Can I ask why you want to make a program to create something you can create in less than 10 minutes, including time to type it up? The program won't likely save you much time in making the chart for a second, third, or fourth plane, as you still have to find the polar, pull data from it, enter it into the program, see that the polar it draws sort of matches what you see from your data source, and then trust the results. And if you make a ring, what happens when you go to a glider with a different number of degrees between each 100 ft/min increment in lift or sink?

My advice would be to make a simple table, not a ring. Put it on card stock and encase it in plastic (waterproof it). Tape it to the panel when you fly.

Just my 2 cents worth. BTW, I could have made a couple of those tables in the time I have spent typing this. :-)

Steve Leonard


Steve,

I thought I knew where you were going and then you lost me.

To make the card you have to use the polar - or more easily a quadratic curve fit if you want to just do it by simple math instead of reading a graph. But since the stronger the airman sink rate the faster you need to fly and the faster you fly the more rapidly the glider sinks through the air you need to add these effects together to get the speed for a given vary reading.
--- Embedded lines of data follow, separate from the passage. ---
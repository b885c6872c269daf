//! Doctor Schedule API

use chrono::NaiveDate;
use shared::models::{DoctorSchedule, DoctorScheduleCreate, DoctorScheduleUpdate};

use crate::{ApiClient, ClientResult};

const BASE: &str = "api/v1/doctor-schedules";

#[derive(Debug, Clone)]
pub struct DoctorScheduleApi {
    client: ApiClient,
}

crud_resource!(
    DoctorScheduleApi,
    "doctor_schedule",
    BASE,
    DoctorSchedule,
    DoctorScheduleCreate,
    DoctorScheduleUpdate
);

impl DoctorScheduleApi {
    pub fn new(client: ApiClient) -> Self {
        Self { client }
    }

    pub async fn by_doctor(&self, doctor_employee_id: i64) -> ClientResult<Vec<DoctorSchedule>> {
        self.client
            .get_list(&format!("{BASE}/doctor/{doctor_employee_id}"), &[])
            .await
    }

    /// Sessions with `schedule_date` in `[start, end]`
    pub async fn by_date_range(
        &self,
        start: NaiveDate,
        end: NaiveDate,
    ) -> ClientResult<Vec<DoctorSchedule>> {
        self.client
            .get_list(
                &format!("{BASE}/search"),
                &[("startDate", start.to_string()), ("endDate", end.to_string())],
            )
            .await
    }
}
This has always been the somewhat maddening thing about speed rings. You see the vario needle pointing at -2 kts and the speed the ring says 75 kts, so you push over to 75 kts and the needle moves up to -3 kts and a speed of 80 its - then the sink changes and you are chasing the vario needle versus the airspeed needle again. It is possible to print this out on a card, but I don't know how useful it will be since you only have the glider rate of sink, not net as you point out. I can't imagine trying to do this looking at the vario, the airspeed and a printed card, trying to line all three up.


Andy--

* The "card" is in the form of a half-ring. It looks exactly like half a MacCready ring. It is taped around the lower half of the vario (sink portion only). To tell the best speed-to-fly through sink. It doesn't deal with what to do in lift. Think of it as MacCready ring set to zero, but with three added bands of numbers to deal with 10 mph 20mph and 30 mph headwinds, not just zero-wind conditions.
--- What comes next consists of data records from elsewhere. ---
//! Employee and account forms

use chrono::NaiveDate;
use shared::models::{
    AccountCreate, AccountUpdate, EmployeeCreate, EmployeeUpdate, Gender, Person, RoleType,
};
use validator::Validate;

use super::{EditForm, Form, FormErrors, MSG_REQUIRED, not_blank, optional_text, required};

/// Add / edit employee dialog
#[derive(Debug, Clone, Default, Validate)]
pub struct EmployeeForm {
    #[validate(custom(function = "not_blank"), length(max = 20))]
    pub employee_code: String,
    #[validate(custom(function = "not_blank"), length(max = 100))]
    pub first_name: String,
    #[validate(custom(function = "not_blank"), length(max = 100))]
    pub last_name: String,
    pub gender: Option<Gender>,
    pub date_of_birth: Option<NaiveDate>,
    #[validate(length(max = 20))]
    pub phone: Option<String>,
    #[validate(email(message = "Email không hợp lệ"))]
    pub email: Option<String>,
    #[validate(length(max = 500))]
    pub address: Option<String>,
    #[validate(length(max = 20))]
    pub national_id: Option<String>,
    #[validate(required)]
    pub department_id: Option<i64>,
    #[validate(required)]
    pub role_type: Option<RoleType>,
    pub hire_date: Option<NaiveDate>,
}

impl EmployeeForm {
    /// Prefill from an existing record for editing
    pub fn from_employee(employee: &shared::models::Employee) -> Self {
        let person = &employee.person;
        Self {
            employee_code: employee.employee_code.clone(),
            first_name: person.first_name.clone(),
            last_name: person.last_name.clone(),
            gender: person.gender,
            date_of_birth: person.date_of_birth,
            phone: person.phone.clone(),
            email: person.email.clone(),
            address: person.address.clone(),
            national_id: person.national_id.clone(),
            department_id: employee.department_id,
            role_type: Some(employee.role_type),
            hire_date: employee.hire_date,
        }
    }

    fn person(&self) -> Person {
        Person {
            first_name: self.first_name.trim().to_string(),
            last_name: self.last_name.trim().to_string(),
            gender: self.gender,
            date_of_birth: self.date_of_birth,
            phone: optional_text(&self.phone),
            email: optional_text(&self.email),
            address: optional_text(&self.address),
            national_id: optional_text(&self.national_id),
        }
    }
}

impl Form for EmployeeForm {
    type Create = EmployeeCreate;

    fn check_fields(&self, errors: &mut FormErrors) {
        if let (Some(dob), Some(hired)) = (self.date_of_birth, self.hire_date)
            && hired <= dob
        {
            errors.add("hire_date", "Ngày vào làm phải sau ngày sinh");
        }
    }

    fn to_create(&self) -> Result<EmployeeCreate, FormErrors> {
        self.check()?;
        Ok(EmployeeCreate {
            employee_code: self.employee_code.trim().to_string(),
            person: self.person(),
            department_id: required(&self.department_id, "department_id")?,
            role_type: required(&self.role_type, "role_type")?,
            hire_date: self.hire_date,
        })
    }
}

impl EditForm for EmployeeForm {
    type Update = EmployeeUpdate;

    fn to_update(&self) -> Result<EmployeeUpdate, FormErrors> {
        self.check()?;
        Ok(EmployeeUpdate {
            person: Some(self.person()),
            department_id: self.department_id,
            role_type: self.role_type,
            is_active: None,
            hire_date: self.hire_date,
        })
    }
}

/// Create / edit account dialog
///
/// The password is only required when creating.
#[derive(Debug, Clone, Default, Validate)]
pub struct AccountForm {
    #[validate(required)]
    pub employee_id: Option<i64>,
    #[validate(custom(function = "not_blank"), length(min = 3, max = 50))]
    pub username: String,
    #[validate(length(min = 6, max = 128, message = "Mật khẩu phải có ít nhất 6 ký tự"))]
    pub password: Option<String>,
    #[validate(custom(function = "not_blank"))]
    pub role: String,
    pub is_active: Option<bool>,
}

impl Form for AccountForm {
    type Create = AccountCreate;

    fn to_create(&self) -> Result<AccountCreate, FormErrors> {
        let mut errors = self.errors();
        if optional_text(&self.password).is_none() {
            errors.add("password", MSG_REQUIRED);
        }
        errors.into_result()?;

        Ok(AccountCreate {
            employee_id: required(&self.employee_id, "employee_id")?,
            username: self.username.trim().to_string(),
            password: required(&self.password, "password")?,
            role: self.role.trim().to_ascii_uppercase(),
        })
    }
}

impl EditForm for AccountForm {
    type Update = AccountUpdate;

    fn to_update(&self) -> Result<AccountUpdate, FormErrors> {
        self.check()?;
        Ok(AccountUpdate {
            username: Some(self.username.trim().to_string()),
            role: Some(self.role.trim().to_ascii_uppercase()),
            is_active: self.is_active,
        })
    }
}

#[cfg(test)]
mod tests {
    use super::*;

    fn valid_employee() -> EmployeeForm {
        EmployeeForm {
            employee_code: "NV010".into(),
            first_name: " Hoa ".into(),
            last_name: "Nguyen".into(),
            email: Some("hoa@benhvien.vn".into()),
            phone: Some("  ".into()),
            department_id: Some(2),
            role_type: Some(RoleType::Nurse),
            ..Default::default()
        }
    }

    #[test]
    fn test_empty_first_name_is_reported() {
        let form = EmployeeForm {
            first_name: "".into(),
            ..valid_employee()
        };
        let errors = form.to_create().unwrap_err();
        assert_eq!(&errors["first_name"], MSG_REQUIRED);
        assert_eq!(errors.len(), 1);
    }

    #[test]
    fn test_missing_selects_and_bad_email() {
        let form = EmployeeForm {
            email: Some("not-an-email".into()),
            department_id: None,
            role_type: None,
            ..valid_employee()
        };
        let errors = form.errors();
        assert!(errors.contains("email"));
        assert!(errors.contains("department_id"));
        assert!(errors.contains("role_type"));
    }

    #[test]
    fn test_create_payload_is_trimmed() {
        let payload = valid_employee().to_create().unwrap();
        assert_eq!(payload.person.first_name, "Hoa");
        assert_eq!(payload.person.phone, None);
        assert_eq!(payload.department_id, 2);
    }

    #[test]
    fn test_hire_date_after_birth() {
        let form = EmployeeForm {
            date_of_birth: NaiveDate::from_ymd_opt(1990, 1, 1),
            hire_date: NaiveDate::from_ymd_opt(1989, 1, 1),
            ..valid_employee()
        };
        assert!(form.errors().contains("hire_date"));
    }

    #[test]
    fn test_account_password_required_only_on_create() {
        let form = AccountForm {
            employee_id: Some(3),
            username: "hoa.nguyen".into(),
            password: None,
            role: "nurse".into(),
            is_active: Some(true),
        };
        assert!(form.to_create().unwrap_err().contains("password"));

        let update = form.to_update().unwrap();
        assert_eq!(update.role.as_deref(), Some("NURSE"));

        let short = AccountForm {
            password: Some("123".into()),
            ..form
        };
        assert!(short.to_create().unwrap_err().contains("password"));
    }
}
* I've also done this using a printed card that was separate from the vario but the ring mounted around the vario is much much easier to use.

* Yes absolutely there is some "chasing" involved. I mean, not chasing the airspeed up and down, but when you hit sink, you'll go through a gradual acceleration before the vario needle is finally pointing right at the airspeed number you are actually flying, and that's when you stop accelerating. You can't instantly know what speed you'll need to accelerate to, like you would if you were using netto. But this is nothing new, there's a long long history of pilots using MacCready speed-to-fly rings on non-netto variometers.
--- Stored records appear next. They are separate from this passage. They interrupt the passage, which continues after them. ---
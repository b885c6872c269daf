//! Work shift templates page

use hms_client::{ApiClient, WorkShiftApi};
use shared::models::{ShiftType, WorkShift};

use crate::crud::{CrudList, ListFilter, text_matches};
use crate::error::PageResult;
use crate::forms::WorkShiftForm;

#[derive(Debug, Clone, Default)]
pub struct WorkShiftFilter {
    pub text: Option<String>,
    pub shift_type: Option<ShiftType>,
    pub active_only: bool,
}

impl ListFilter<WorkShift> for WorkShiftFilter {
    fn matches(&self, s: &WorkShift) -> bool {
        text_matches(self.text.as_deref(), &[s.shift_name.as_str()])
            && self.shift_type.is_none_or(|t| t == s.shift_type)
            && (!self.active_only || s.is_active)
    }
}

pub struct WorkShiftPage {
    list: CrudList<WorkShiftApi, WorkShiftFilter>,
}

impl WorkShiftPage {
    pub fn new(client: &ApiClient) -> Self {
        Self {
            list: CrudList::new(client.work_shifts()),
        }
    }

    pub fn list(&self) -> &CrudList<WorkShiftApi, WorkShiftFilter> {
        &self.list
    }

    pub fn list_mut(&mut self) -> &mut CrudList<WorkShiftApi, WorkShiftFilter> {
        &mut self.list
    }

    pub async fn load(&mut self) -> PageResult<usize> {
        self.list.load().await
    }

    /// Only the shifts the server reports as assignable
    pub async fn load_active(&mut self) -> PageResult<usize> {
        let found = self.list.resource().active().await?;
        let count = found.len();
        self.list.replace_items(found);
        Ok(count)
    }

    pub async fn create(&mut self, form: &WorkShiftForm) -> PageResult<WorkShift> {
        self.list.create(form).await
    }

    pub async fn update(&mut self, id: i64, form: &WorkShiftForm) -> PageResult<WorkShift> {
        self.list.update(id, form).await
    }

    pub async fn delete(&mut self, id: i64) -> PageResult<()> {
        self.list.delete(id).await
    }
}

#[cfg(test)]
mod tests {
    use super::*;
    use chrono::NaiveTime;

    #[test]
    fn test_active_only() {
        let shift = WorkShift {
            work_shift_id: 1,
            shift_name: "Ca sáng".into(),
            start_time: NaiveTime::from_hms_opt(7, 0, 0).unwrap(),
            end_time: NaiveTime::from_hms_opt(11, 30, 0).unwrap(),
            shift_type: ShiftType::Morning,
            is_active: false,
        };
        assert!(WorkShiftFilter::default().matches(&shift));
        assert!(
            !WorkShiftFilter {
                active_only: true,
                ..Default::default()
            }
            .matches(&shift)
        );
        assert!(
            WorkShiftFilter {
                text: Some("sáng".into()),
                shift_type: Some(ShiftType::Morning),
                active_only: false,
            }
            .matches(&shift)
        );
    }
}
//! HTTP client wrapper for the hospital backend
//!
//! Every request reads the access token from the [`TokenStore`] and attaches
//! it as a bearer token. 401/403 become [`ClientError::SessionExpired`]; other
//! non-2xx statuses become [`ClientError::Api`] carrying the server message.

use std::sync::Arc;
use std::time::Duration;

use reqwest::{Client, Method, StatusCode};
use serde::Serialize;
use serde::de::DeserializeOwned;
use shared::{ApiErrorBody, ErrorCode, ListBody};

use crate::api::{
    AccountApi, AvailabilityApi, DoctorScheduleApi, EmployeeApi, EmployeeScheduleApi,
    InpatientApi, TimeOffApi, WorkShiftApi,
};
use crate::auth::AuthApi;
use crate::token::TokenStore;
use crate::{ClientConfig, ClientError, ClientResult};

/// Query string pairs
pub type Query<'a> = [(&'a str, String)];

/// HTTP client for the backend REST API
///
/// Cheap to clone: the connection pool and token store are shared.
#[derive(Debug, Clone)]
pub struct ApiClient {
    client: Client,
    base_url: String,
    tokens: Arc<dyn TokenStore>,
}

impl ApiClient {
    /// Create a new client from configuration
    pub fn new(config: &ClientConfig) -> ClientResult<Self> {
        Self::with_token_store(config, config.token_store())
    }

    /// Create a client with an explicit token store
    pub fn with_token_store(
        config: &ClientConfig,
        tokens: Arc<dyn TokenStore>,
    ) -> ClientResult<Self> {
        let base_url = config.base_url.trim().trim_end_matches('/').to_string();
        if !(base_url.starts_with("http://") || base_url.starts_with("https://")) {
            return Err(ClientError::Config(format!(
                "base URL must start with http:// or https://, got {:?}",
                config.base_url
            )));
        }

        let client = Client::builder()
            .timeout(Duration::from_secs(config.timeout))
            .build()?;

        Ok(Self {
            client,
            base_url,
            tokens,
        })
    }

    pub fn base_url(&self) -> &str {
        &self.base_url
    }

    pub fn tokens(&self) -> &Arc<dyn TokenStore> {
        &self.tokens
    }

    /// Whether an access token is currently stored
    pub fn is_logged_in(&self) -> bool {
        self.tokens.access_token().is_some()
    }

    fn url(&self, path: &str) -> String {
        format!("{}/{}", self.base_url, path.trim_start_matches('/'))
    }

    // ========== Resource handles ==========

    pub fn auth(&self) -> AuthApi {
        AuthApi::new(self.clone())
    }

    pub fn employees(&self) -> EmployeeApi {
        EmployeeApi::new(self.clone())
    }

    pub fn accounts(&self) -> AccountApi {
        AccountApi::new(self.clone())
    }

    pub fn doctor_schedules(&self) -> DoctorScheduleApi {
        DoctorScheduleApi::new(self.clone())
    }

    pub fn employee_schedules(&self) -> EmployeeScheduleApi {
        EmployeeScheduleApi::new(self.clone())
    }

    pub fn work_shifts(&self) -> WorkShiftApi {
        WorkShiftApi::new(self.clone())
    }

    pub fn availability(&self) -> AvailabilityApi {
        AvailabilityApi::new(self.clone())
    }

    pub fn time_off(&self) -> TimeOffApi {
        TimeOffApi::new(self.clone())
    }

    pub fn inpatient(&self) -> InpatientApi {
        InpatientApi::new(self.clone())
    }

    // ========== Request core ==========

    /// Send a request and return the raw body of a successful response
    async fn execute<B>(
        &self,
        method: Method,
        path: &str,
        query: &Query<'_>,
        body: Option<&B>,
    ) -> ClientResult<Vec<u8>>
    where
        B: Serialize + ?Sized,
    {
        let url = self.url(path);
        let mut request = self.client.request(method.clone(), &url);

        if !query.is_empty() {
            request = request.query(query);
        }
        if let Some(body) = body {
            request = request.json(body);
        }
        if let Some(token) = self.tokens.access_token() {
            request = request.bearer_auth(token);
        }

        tracing::debug!(%method, %url, "API request");

        let response = request.send().await.map_err(|e| {
            tracing::error!(%method, %url, error = %e, "API request failed");
            ClientError::Http(e)
        })?;

        let status = response.status();
        let bytes = response.bytes().await.map_err(|e| {
            tracing::error!(%method, %url, error = %e, "Failed to read response body");
            ClientError::Http(e)
        })?;

        tracing::debug!(%method, %url, status = status.as_u16(), "API response");

        if status == StatusCode::UNAUTHORIZED || status == StatusCode::FORBIDDEN {
            tracing::warn!(%method, %url, status = status.as_u16(), "Session rejected by server");
            return Err(ClientError::SessionExpired);
        }

        if !status.is_success() {
            let err = Self::api_error(status, &bytes);
            tracing::error!(%method, %url, status = status.as_u16(), error = %err, "API error");
            return Err(err);
        }

        Ok(bytes.to_vec())
    }

    /// Build the error for a non-2xx, non-auth status
    ///
    /// Message sources, in order: the body's `message`/`error`, the raw body
    /// when it is not JSON, the text for a known `code`, the status reason.
    fn api_error(status: StatusCode, body: &[u8]) -> ClientError {
        let parsed = serde_json::from_slice::<ApiErrorBody>(body).ok();
        let text = String::from_utf8_lossy(body).trim().to_string();

        let code = parsed
            .as_ref()
            .and_then(|b| b.code)
            .and_then(|c| ErrorCode::try_from(c).ok());

        let message = parsed
            .as_ref()
            .and_then(|b| b.best_message())
            .map(str::to_string)
            .or_else(|| (parsed.is_none() && !text.is_empty()).then_some(text))
            .or_else(|| code.map(|c| c.message().to_string()))
            .unwrap_or_else(|| {
                status
                    .canonical_reason()
                    .unwrap_or("Request failed")
                    .to_string()
            });

        ClientError::Api {
            status: status.as_u16(),
            code,
            message,
        }
    }

    fn decode<T: DeserializeOwned>(path: &str, bytes: &[u8]) -> ClientResult<T> {
        // Empty 2xx bodies (204, or 200 with no content) decode as JSON null
        let bytes: &[u8] = if bytes.iter().all(u8::is_ascii_whitespace) {
            b"null"
        } else {
            bytes
        };
        serde_json::from_slice(bytes).map_err(|e| {
            tracing::error!(path, error = %e, "Failed to decode response");
            ClientError::Serialization(e)
        })
    }

    /// Send a request and decode the JSON response
    pub async fn call<T, B>(
        &self,
        method: Method,
        path: &str,
        query: &Query<'_>,
        body: Option<&B>,
    ) -> ClientResult<T>
    where
        T: DeserializeOwned,
        B: Serialize + ?Sized,
    {
        let bytes = self.execute(method, path, query, body).await?;
        Self::decode(path, &bytes)
    }

    /// Send a request and ignore whatever the server returns on success
    pub async fn call_discard<B>(
        &self,
        method: Method,
        path: &str,
        body: Option<&B>,
    ) -> ClientResult<()>
    where
        B: Serialize + ?Sized,
    {
        self.execute(method, path, &[], body).await.map(|_| ())
    }

    // ========== Verbs ==========

    /// Make a GET request
    pub async fn get<T: DeserializeOwned>(&self, path: &str) -> ClientResult<T> {
        self.call::<T, ()>(Method::GET, path, &[], None).await
    }

    /// Make a GET request with query parameters
    pub async fn get_query<T: DeserializeOwned>(
        &self,
        path: &str,
        query: &Query<'_>,
    ) -> ClientResult<T> {
        self.call::<T, ()>(Method::GET, path, query, None).await
    }

    /// GET a list endpoint, accepting either a bare array or a page envelope
    pub async fn get_list<T: DeserializeOwned>(
        &self,
        path: &str,
        query: &Query<'_>,
    ) -> ClientResult<Vec<T>> {
        self.get_query::<ListBody<T>>(path, query)
            .await
            .map(ListBody::into_vec)
    }

    /// Make a POST request with JSON body
    pub async fn post<T, B>(&self, path: &str, body: &B) -> ClientResult<T>
    where
        T: DeserializeOwned,
        B: Serialize + ?Sized,
    {
        self.call(Method::POST, path, &[], Some(body)).await
    }

    /// Make a POST request without body
    pub async fn post_empty<T: DeserializeOwned>(&self, path: &str) -> ClientResult<T> {
        self.call::<T, ()>(Method::POST, path, &[], None).await
    }

    /// Make a PUT request with JSON body
    pub async fn put<T, B>(&self, path: &str, body: &B) -> ClientResult<T>
    where
        T: DeserializeOwned,
        B: Serialize + ?Sized,
    {
        self.call(Method::PUT, path, &[], Some(body)).await
    }

    /// Make a PATCH request with JSON body
    pub async fn patch<T, B>(&self, path: &str, body: &B) -> ClientResult<T>
    where
        T: DeserializeOwned,
        B: Serialize + ?Sized,
    {
        self.call(Method::PATCH, path, &[], Some(body)).await
    }

    /// Make a DELETE request, ignoring the response body
    pub async fn delete(&self, path: &str) -> ClientResult<()> {
        self.call_discard::<()>(Method::DELETE, path, None).await
    }
}

#[cfg(test)]
mod tests {
    use super::*;

    #[test]
    fn test_rejects_bad_base_url() {
        let err = ApiClient::new(&ClientConfig::new("localhost:8080")).unwrap_err();
        assert!(matches!(err, ClientError::Config(_)));
    }

    #[test]
    fn test_url_join() {
        let client = ApiClient::new(&ClientConfig::new("http://host:8080/")).unwrap();
        assert_eq!(client.base_url(), "http://host:8080");
        assert_eq!(client.url("api/v1/employees"), "http://host:8080/api/v1/employees");
        assert_eq!(client.url("/api/v1/employees"), "http://host:8080/api/v1/employees");
        assert!(!client.is_logged_in());
    }

    #[test]
    fn test_api_error_message_sources() {
        let err = ApiClient::api_error(
            StatusCode::CONFLICT,
            br#"{"code":8002,"message":"Employee code exists"}"#,
        );
        match err {
            ClientError::Api { status, code, message } => {
                assert_eq!(status, 409);
                assert_eq!(code, Some(ErrorCode::EmployeeCodeExists));
                assert_eq!(message, "Employee code exists");
            }
            other => panic!("unexpected error: {other:?}"),
        }

        let err = ApiClient::api_error(StatusCode::INTERNAL_SERVER_ERROR, b"upstream exploded");
        assert_eq!(err.to_string(), "upstream exploded");

        let err = ApiClient::api_error(StatusCode::NOT_FOUND, b"");
        assert_eq!(err.to_string(), "Not Found");

        // JSON body without a usable message falls back to the status reason
        let err = ApiClient::api_error(StatusCode::BAD_REQUEST, br#"{"timestamp":"x"}"#);
        assert_eq!(err.to_string(), "Bad Request");

        // ...or to the code's own text when the code is known
        let err = ApiClient::api_error(StatusCode::CONFLICT, br#"{"code":8002}"#);
        assert_eq!(err.to_string(), "Employee code already exists");
        assert_eq!(err.code(), ErrorCode::EmployeeCodeExists);
    }

    #[test]
    fn test_api_error_reads_message_from_loose_bodies() {
        let err = ApiClient::api_error(
            StatusCode::BAD_REQUEST,
            br#"{"message":"X","errors":[{"field":"a"}]}"#,
        );
        assert_eq!(err.to_string(), "X");

        let err = ApiClient::api_error(StatusCode::BAD_REQUEST, br#"{"code":"E42","message":"X"}"#);
        assert_eq!(err.to_string(), "X");
        assert_eq!(err.code(), ErrorCode::ValidationFailed);

        let err = ApiClient::api_error(
            StatusCode::CONFLICT,
            br#"{"message":"   ","error":"Duplicate username"}"#,
        );
        assert_eq!(err.to_string(), "Duplicate username");
    }

    #[test]
    fn test_decode_empty_body_as_unit_and_option() {
        ApiClient::decode::<()>("p", b"").unwrap();
        assert_eq!(ApiClient::decode::<Option<u8>>("p", b"  ").unwrap(), None);
        assert_eq!(ApiClient::decode::<u8>("p", b"7").unwrap(), 7);
        assert!(ApiClient::decode::<u8>("p", b"").is_err());
    }
}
* If I were using a netto variometer it would be very easy to create the ring using a graphical printout of the polar curve, and a ruler. It would only take 10 minutes or 30 minutes at most to get data for a wide spread of sink rate points and 3 different wind conditions. It's using a non-netto vario, that makes the numbers more of a pain to come up with, especially if you to produce the appopriate airspeed to fly for nice ROUND numbers on the vario (100 fpm, 200 fpm, etc). If you are happy with a scattershot collection of numbers for the vario values on the ring, rather than round numbers, it's a little easier to make the ring, but a little less nice to use.

S


Yes, the trick is getting the speed for even-knot sink indications on an uncompensated vario. I have a spreadsheet that I can probably modify to make a brut force table for any glider for which you have three velocity vs sink rate pairs (to make a quadratic polar curve fit) that you can then use to build a ring for 1 knot increments. Send me a PM with an email address.